Ce samedi (13h30), Crystal Palace et Brighton s’affrontent dans un « derby » pas comme les autres. Pourtant distants de 70 kilomètres, les deux clubs se vouent une haine qui s’est construite au cours de leurs 140 oppositions, certaines étant entrées dans la légende du football anglais.

Avec tous les clubs qui y sont domiciliés, Londres ne manque pas de derbys. Arsenal-Tottenham au nord, Chelsea-Fulham à l’ouest ou West Ham-Millwall à l’est comptent parmi les exemples les plus célèbres. Au sud, Crystal Palace, fier représentant du quartier de Croydon, trouve pourtant son plus grand rival 70 kilomètres plus au sud, à Brighton. Ce samedi, les deux clubs s’affronteront au Selhurst Park de Palace, où Brighton ne s’est pas imposé depuis 2005. Ce sera la 141e opposition entre les deux clubs, 113 ans après la première. C’était en 1906, sur le terrain du défunt Goldstone Ground de la cité balnéaire.
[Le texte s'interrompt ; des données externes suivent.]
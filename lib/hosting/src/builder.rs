// SPDX-FileCopyrightText: Copyright (c) 2025 the devproxy-hosting authors
// SPDX-License-Identifier: Apache-2.0

//! Chainable configuration handles.
//!
//! A [`ResourceBuilder`] is handed out by a registration entry point and
//! refers to one descriptor registered in the topology. Every configurator
//! consumes the handle, mutates the bound descriptor in place and returns
//! the same handle, so independent mutations compose in any call order
//! without re-specifying the target.
//!
//! The variant parameter is a zero-sized marker: container-only
//! configurators are inherent methods on `ResourceBuilder<'_, Container>`,
//! which keeps them off executable handles at the type level instead of
//! checking at runtime.

use std::fmt;
use std::marker::PhantomData;
use std::path::Path;

use crate::resource::{DeferredArgs, EndpointDecl, ResourceDescriptor};
use crate::topology::{DistributedAppBuilder, TopologyError};

/// Marker for handles bound to executable resources.
#[derive(Debug, Clone, Copy)]
pub struct Executable;

/// Marker for handles bound to container resources.
#[derive(Debug, Clone, Copy)]
pub struct Container;

/// Handle bound to one registered resource.
///
/// Holds exclusive access to the topology for its lifetime, which makes
/// the single-owner configuration model a compile-time fact.
pub struct ResourceBuilder<'a, V> {
    app: &'a mut DistributedAppBuilder,
    index: usize,
    _variant: PhantomData<V>,
}

impl<V> fmt::Debug for ResourceBuilder<'_, V> {
    fn fmt(&self, f: &mut fmt::Formatter<'_>) -> fmt::Result {
        write!(f, "ResourceBuilder {{ resource: {} }}", self.descriptor().name())
    }
}

impl<'a, V> ResourceBuilder<'a, V> {
    pub(crate) fn bind(app: &'a mut DistributedAppBuilder, index: usize) -> Self {
        Self {
            app,
            index,
            _variant: PhantomData,
        }
    }

    /// The descriptor this handle is bound to.
    pub fn descriptor(&self) -> &ResourceDescriptor {
        self.app.descriptor_at(self.index)
    }

    pub(crate) fn descriptor_mut(&mut self) -> &mut ResourceDescriptor {
        self.app.descriptor_at_mut(self.index)
    }

    pub(crate) fn base_dir(&self) -> &Path {
        self.app.base_dir()
    }

    /// Append fixed argument tokens, in order, without interpretation.
    ///
    /// Nothing is deduplicated: a flag passed twice is stored twice, and
    /// the consuming launcher decides which occurrence wins.
    pub fn with_args<I, S>(mut self, tokens: I) -> Self
    where
        I: IntoIterator<Item = S>,
        S: Into<String>,
    {
        self.descriptor_mut()
            .push_args(tokens.into_iter().map(Into::into));
        self
    }

    /// Append arguments produced at materialization time.
    ///
    /// The producer does not run now. It runs once per
    /// [`launch_arguments`](ResourceDescriptor::launch_arguments) call,
    /// after the topology is fully assembled.
    pub fn with_deferred_args<F>(mut self, produce: F) -> Self
    where
        F: Fn() -> Vec<String> + Send + 'static,
    {
        self.descriptor_mut().push_deferred(DeferredArgs::new(produce));
        self
    }

    /// Declare an additional HTTP endpoint on the resource.
    ///
    /// Endpoint names are unique per resource; redeclaring one is an
    /// error, not an update.
    pub fn with_http_endpoint(
        mut self,
        name: impl Into<String>,
        target_port: u16,
    ) -> Result<Self, TopologyError> {
        self.descriptor_mut()
            .add_endpoint(EndpointDecl::new(name, target_port))?;
        Ok(self)
    }
}
// SPDX-FileCopyrightText: Copyright (c) 2025 the devproxy-hosting authors
// SPDX-License-Identifier: Apache-2.0

use std::path::Path;
use std::sync::{Arc, Mutex, Once};

use devproxy_hosting::devproxy::{
    API_ENDPOINT_NAME, CONTAINER_CERT_DIR, CONTAINER_CONFIG_DIR, PROXY_ENDPOINT_NAME,
};
use devproxy_hosting::resource::{ResourceDescriptor, ResourceKind};
use devproxy_hosting::{
    DevProxyHostingExt, DistributedAppBuilder, HostingConfig, TopologyError,
};

fn init_logging() {
    static INIT: Once = Once::new();
    INIT.call_once(devproxy_hosting::logging::init);
}

fn app() -> DistributedAppBuilder {
    init_logging();
    DistributedAppBuilder::new("/app")
}

fn assert_default_endpoints(descriptor: &ResourceDescriptor) {
    let endpoints = descriptor.endpoints();
    assert_eq!(endpoints.len(), 2);
    assert_eq!(endpoints[0].name(), PROXY_ENDPOINT_NAME);
    assert_eq!(*endpoints[0].target_port(), 8000);
    assert_eq!(endpoints[1].name(), API_ENDPOINT_NAME);
    assert_eq!(*endpoints[1].target_port(), 8897);
}

#[test]
fn executable_disables_system_proxy_on_creation() {
    let mut app = app();
    let builder = app.add_devproxy_executable("proxy").unwrap();

    // Before any configurator runs, the argument list is exactly the
    // system-proxy opt-out.
    assert_eq!(
        builder.descriptor().launch_arguments(),
        vec!["--as-system-proxy", "false"]
    );
    assert_eq!(builder.descriptor().kind(), ResourceKind::Executable);

    let spec = builder.descriptor().executable().unwrap();
    assert_eq!(spec.command(), "devproxy");
    assert_eq!(spec.working_dir(), Path::new(""));
}

#[test]
fn both_variants_get_the_default_endpoints() {
    let mut app = app();
    let builder = app.add_devproxy_executable("local").unwrap();
    assert_default_endpoints(builder.descriptor());

    let builder = app.add_devproxy_container("containerized").unwrap();
    assert_default_endpoints(builder.descriptor());
}

#[test]
fn container_starts_without_arguments() {
    let mut app = app();
    let builder = app.add_devproxy_container("proxy").unwrap();
    assert!(builder.descriptor().launch_arguments().is_empty());
}

#[test]
fn executable_config_file_is_resolved_against_base_dir() {
    let mut app = app();
    app.add_devproxy_executable("proxy")
        .unwrap()
        .with_config_file("./devproxyrc.json");

    let app = app.build();
    let args = app.resource("proxy").unwrap().launch_arguments();
    assert_eq!(
        args[2..],
        ["-c".to_string(), "/app/devproxyrc.json".to_string()]
    );
}

#[test]
fn container_config_file_is_passed_verbatim() {
    let mut app = app();
    app.add_devproxy_container("proxy")
        .unwrap()
        .with_config_file("./devproxyrc.json");

    let app = app.build();
    let args = app.resource("proxy").unwrap().launch_arguments();
    assert_eq!(args, ["-c".to_string(), "./devproxyrc.json".to_string()]);
}

#[test]
fn urls_to_watch_is_evaluated_per_materialization() {
    let urls = Arc::new(Mutex::new(vec![
        "https://a".to_string(),
        "https://b".to_string(),
    ]));

    let mut app = app();
    let shared = Arc::clone(&urls);
    app.add_devproxy_executable("proxy")
        .unwrap()
        .with_urls_to_watch(move || shared.lock().unwrap().clone());

    let app = app.build();
    let resource = app.resource("proxy").unwrap();

    assert_eq!(
        resource.launch_arguments()[2..],
        ["-u".to_string(), "https://a https://b".to_string()]
    );

    // The producer runs at materialization, not at configuration: a later
    // change shows up in the next materialization.
    urls.lock().unwrap().push("https://c".to_string());
    assert_eq!(
        resource.launch_arguments()[2..],
        ["-u".to_string(), "https://a https://b https://c".to_string()]
    );
}

#[test]
fn cert_folder_mounts_are_append_only() {
    let mut app = app();
    app.add_devproxy_container("proxy")
        .unwrap()
        .with_cert_folder("./certs")
        .with_cert_folder("./certs");

    let app = app.build();
    let spec = app.resource("proxy").unwrap().container().unwrap();

    // No deduplication: two calls, two mounts.
    assert_eq!(spec.mounts().len(), 2);
    for mount in spec.mounts() {
        assert_eq!(mount.source(), Path::new("/app/certs"));
        assert_eq!(mount.target(), CONTAINER_CERT_DIR);
    }
}

#[test]
fn container_scenario_config_folder_and_image_defaults() {
    let mut app = app();
    app.add_devproxy_container("proxy")
        .unwrap()
        .with_config_folder("./config");

    let app = app.build();
    let spec = app.resource("proxy").unwrap().container().unwrap();

    assert_eq!(spec.registry(), "ghcr.io");
    assert_eq!(spec.image(), "dotnet/dev-proxy");
    assert_eq!(spec.tag(), "latest");

    assert_eq!(spec.mounts().len(), 1);
    assert_eq!(spec.mounts()[0].source(), Path::new("/app/config"));
    assert_eq!(spec.mounts()[0].target(), CONTAINER_CONFIG_DIR);
}

#[test]
fn explicit_config_overrides_image_coordinates() {
    init_logging();
    let config = HostingConfig::new("registry.example.com", "tools/dev-proxy", "0.29.2");

    let mut app = DistributedAppBuilder::with_config("/app", config);
    let builder = app.add_devproxy_container("proxy").unwrap();
    assert_eq!(
        builder.descriptor().container().unwrap().image_reference(),
        "registry.example.com/tools/dev-proxy:0.29.2"
    );
}

#[test]
fn duplicate_resource_name_is_rejected() {
    let mut app = app();
    app.add_devproxy_container("proxy").unwrap();

    let err = app.add_devproxy_executable("proxy").unwrap_err();
    assert_eq!(
        err.downcast::<TopologyError>().unwrap(),
        TopologyError::DuplicateResource("proxy".to_string())
    );
}

#[test]
fn duplicate_endpoint_name_is_rejected() {
    let mut app = app();
    let err = app
        .add_devproxy_container("proxy")
        .unwrap()
        .with_http_endpoint(PROXY_ENDPOINT_NAME, 9000)
        .unwrap_err();

    assert_eq!(
        err,
        TopologyError::DuplicateEndpoint {
            resource: "proxy".to_string(),
            endpoint: PROXY_ENDPOINT_NAME.to_string(),
        }
    );
}

#[test]
fn additional_endpoints_are_kept_in_declaration_order() {
    let mut app = app();
    app.add_devproxy_container("proxy")
        .unwrap()
        .with_http_endpoint("metrics", 9090)
        .unwrap();

    let app = app.build();
    let resource = app.resource("proxy").unwrap();
    assert_eq!(resource.endpoints().len(), 3);
    assert_eq!(*resource.endpoint("metrics").unwrap().target_port(), 9090);
}

#[test]
fn launch_plans_serialize_for_the_engine() {
    let mut app = app();
    app.add_devproxy_container("proxy")
        .unwrap()
        .with_cert_folder("./certs")
        .with_config_file("/config/devproxyrc.json");

    let app = app.build();
    let plans = app.launch_plans();
    assert_eq!(plans.len(), 1);

    let value = serde_json::to_value(&plans[0]).unwrap();
    assert_eq!(value["name"], "proxy");
    assert_eq!(value["kind"], "container");
    assert_eq!(value["args"][0], "-c");
    assert_eq!(value["endpoints"][0]["name"], "proxy");
    assert_eq!(value["endpoints"][0]["target_port"], 8000);
    assert_eq!(value["spec"]["container"]["image"], "dotnet/dev-proxy");
    assert_eq!(value["spec"]["container"]["mounts"][0]["target"], CONTAINER_CERT_DIR);
}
Brighton l’avait alors emporté 2-1, mais rien ne laissait supposer que ces deux équipes issues de deux régions complètement différentes allaient finir par créer l’une des plus grandes rivalités du football d’outre-Manche.
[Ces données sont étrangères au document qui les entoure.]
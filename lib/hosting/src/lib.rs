// SPDX-FileCopyrightText: Copyright (c) 2025 the devproxy-hosting authors
// SPDX-License-Identifier: Apache-2.0

//! Declarative hosting integration for [Dev Proxy].
//!
//! A distributed application is assembled from a set of named resources
//! (processes and containers carrying endpoints). This crate adds a
//! resource kind for
//! the Dev Proxy developer tool: it describes how to launch and wire the
//! tool, either through its locally installed executable or through the
//! published container image, without ever talking to it.
//!
//! Registration goes through [`DevProxyHostingExt`] on a
//! [`DistributedAppBuilder`]; the returned [`ResourceBuilder`] handle is
//! typed by variant, so container-only configuration (bind mounts) is not
//! callable on an executable resource. Once assembly is done the builder
//! freezes into a [`DistributedApp`] for the orchestration engine.
//!
//! ```
//! use devproxy_hosting::{DevProxyHostingExt, DistributedAppBuilder};
//!
//! # fn main() -> devproxy_hosting::Result<()> {
//! let mut app = DistributedAppBuilder::new("/app");
//! app.add_devproxy_container("proxy")?
//!     .with_config_folder("./config")
//!     .with_urls_to_watch(|| vec!["https://jsonplaceholder.typicode.com/*".to_string()]);
//!
//! let app = app.build();
//! let plans = app.launch_plans();
//! assert_eq!(plans[0].name, "proxy");
//! # Ok(())
//! # }
//! ```
//!
//! [Dev Proxy]: https://aka.ms/devproxy

pub use anyhow::{anyhow as error, bail as raise, Context as ErrorContext, Error, Result};

pub mod builder;
pub mod config;
pub mod devproxy;
pub mod resource;
pub mod topology;
mod utils;

pub use builder::{Container, Executable, ResourceBuilder};
pub use config::HostingConfig;
pub use devproxy::DevProxyHostingExt;
pub use topology::{DistributedApp, DistributedAppBuilder, TopologyError};

pub use devproxy_logging as logging;
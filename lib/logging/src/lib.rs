// SPDX-FileCopyrightText: Copyright (c) 2025 the devproxy-hosting authors
// SPDX-License-Identifier: Apache-2.0

//! Logging setup shared by the Dev Proxy hosting crates.
//!
//! Consumers call [`init`] once at process start. Output format and
//! filtering are controlled through the environment; see [`config`] for
//! the recognized variables.

pub mod config;

use tracing_subscriber::EnvFilter;

/// Initialize the process-wide tracing subscriber.
///
/// The filter comes from `DEVPROXY_LOG` when set, otherwise from the
/// standard `RUST_LOG` variable, and defaults to `warn`. JSONL output and
/// ANSI escape codes are toggled by the environment variables documented
/// in [`config`].
///
/// Panics if a global subscriber has already been installed.
pub fn init() {
    let filter = match std::env::var(config::ENV_LOG_FILTER) {
        Ok(spec) => EnvFilter::new(spec),
        Err(_) => EnvFilter::try_from_default_env().unwrap_or_else(|_| EnvFilter::new("warn")),
    };

    let builder = tracing_subscriber::fmt()
        .with_env_filter(filter)
        .with_ansi(!config::disable_ansi_logging());

    if config::jsonl_logging_enabled() {
        builder.json().init();
    } else {
        builder.init();
    }
}
#[cfg(test)]
mod tests {
    use super::*;

    #[test]
    fn telegram_channel_name() {
        let ch = TelegramChannel::new("fake-token".into());
        assert_eq!(ch.name(), "telegram");
    }

    #[test]
    fn telegram_api_url() {
        let ch = TelegramChannel::new("123:ABC".into());
        assert_eq!(
            ch.api_url("getMe"),
            "https://api.telegram.org/bot123:ABC/getMe"
        );

        let ch = TelegramChannel::new("123:ABC".into()).with_api_base("http://localhost:8081/");
        assert_eq!(ch.api_url("getMe"), "http://localhost:8081/bot123:ABC/getMe");
    }

    #[test]
    fn split_message_short() {
        let result = split_message("Hello, World!", 4096);
        assert_eq!(result.len(), 1);
        assert_eq!(result[0], "Hello, World!");
    }

    #[test]
    fn split_message_long() {
        let msg = "x".repeat(5000);
        let result = split_message(&msg, 4096);
        assert_eq!(result.len(), 2);
        assert_eq!(result[0].len(), 4096);
    }

    #[test]
    fn split_message_prefers_line_breaks() {
        let msg = format!("{}\n{}", "a".repeat(10), "b".repeat(10));
        let result = split_message(&msg, 15);
        assert_eq!(result, vec!["a".repeat(10), "b".repeat(10)]);
    }

    #[test]
    fn split_message_counts_characters() {
        let msg = "你".repeat(5000);
        let result = split_message(&msg, 4096);
        assert_eq!(result.len(), 2);
        assert_eq!(result[0].chars().count(), 4096);
        assert_eq!(result[1].chars().count(), 904);
    }

    #[test]
    fn parse_text_update() {
        let update = json!({
            "update_id": 10,
            "message": {
                "message_id": 5,
                "date": 1_700_000_000,
                "chat": {"id": -100123, "type": "supergroup"},
                "from": {"id": 42, "username": "alice"},
                "text": "/ds hello",
                "reply_to_message": {
                    "message_id": 4,
                    "from": {"id": 99, "is_bot": true},
                    "text": "earlier answer"
                }
            }
        });

        let msg = TelegramChannel::parse_update(&update).unwrap();
        assert_eq!(msg.conversation, ConversationId(-100123));
        assert_eq!(msg.message_id, 5);
        assert_eq!(msg.user_id, Some(42));
        assert_eq!(msg.username.as_deref(), Some("alice"));
        assert_eq!(msg.timestamp, 1_700_000_000_000);
        let reply = msg.reply_to.unwrap();
        assert_eq!(reply.from_id, Some(99));
        assert_eq!(reply.text, "earlier answer");
    }

    #[test]
    fn parse_ignores_non_text_updates() {
        let photo = json!({
            "update_id": 11,
            "message": {"message_id": 6, "chat": {"id": 1}, "photo": []}
        });
        assert!(TelegramChannel::parse_update(&photo).is_none());

        let edited = json!({"update_id": 12, "edited_message": {"text": "x"}});
        assert!(TelegramChannel::parse_update(&edited).is_none());
    }
}
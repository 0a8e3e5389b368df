//! Relay Common - shared configuration, errors and logging for deeprelay.
//!
//! This crate provides:
//! - Configuration types and loading (file, environment)
//! - Configuration validation
//! - Error types and handling utilities
//! - Logging setup and span helpers

#![warn(clippy::all)]
#![allow(clippy::pedantic)]

pub mod config;
pub mod error;
pub mod logging;
pub mod validation;

pub use config::{ChatConfig, Config, LlmConfig, ObservabilityConfig, TelegramConfig};
pub use error::{Error, Result, ResultExt};
pub use validation::{Validate, ValidationError, ValidationResult};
Du chemin-de-ferico à l’autoroutico

La raison qui pousse certains à appeler « derby » le duel entre les deux clubs est, étonnamment, géographique. « Palace est en réalité le club le plus proche ! Il est situé à 70 kilomètres au nord, tandis que Portsmouth est à 80 kilomètres à l’ouest » , explique ainsi Scott, membre du groupe de supporters We are Brighton. « Avant que Crawley Town ne soit promu dans la Football League en 2011, le Sussex (le comté où se situe Brighton, N.D.L.R.) n’avait pas d’autre club pro à part nous ! » On sera alors logiquement tenté de se tourner vers les équipes de la côte Sud de l’Angleterre, comme Bournemouth dans le cas de Brighton, ou Charlton pour Palace, mais la carte des chemins de fer en a décidé autrement. « Brighton et Croydon sont les deux seuls clubs professionnels situés sur la ligne qui relie Londres à Brighton, ce qui, pour les fans, signifiait des matchs où il était facile de se rendre, et qui a donc contribué à les rendre très populaires » , reprend Scott.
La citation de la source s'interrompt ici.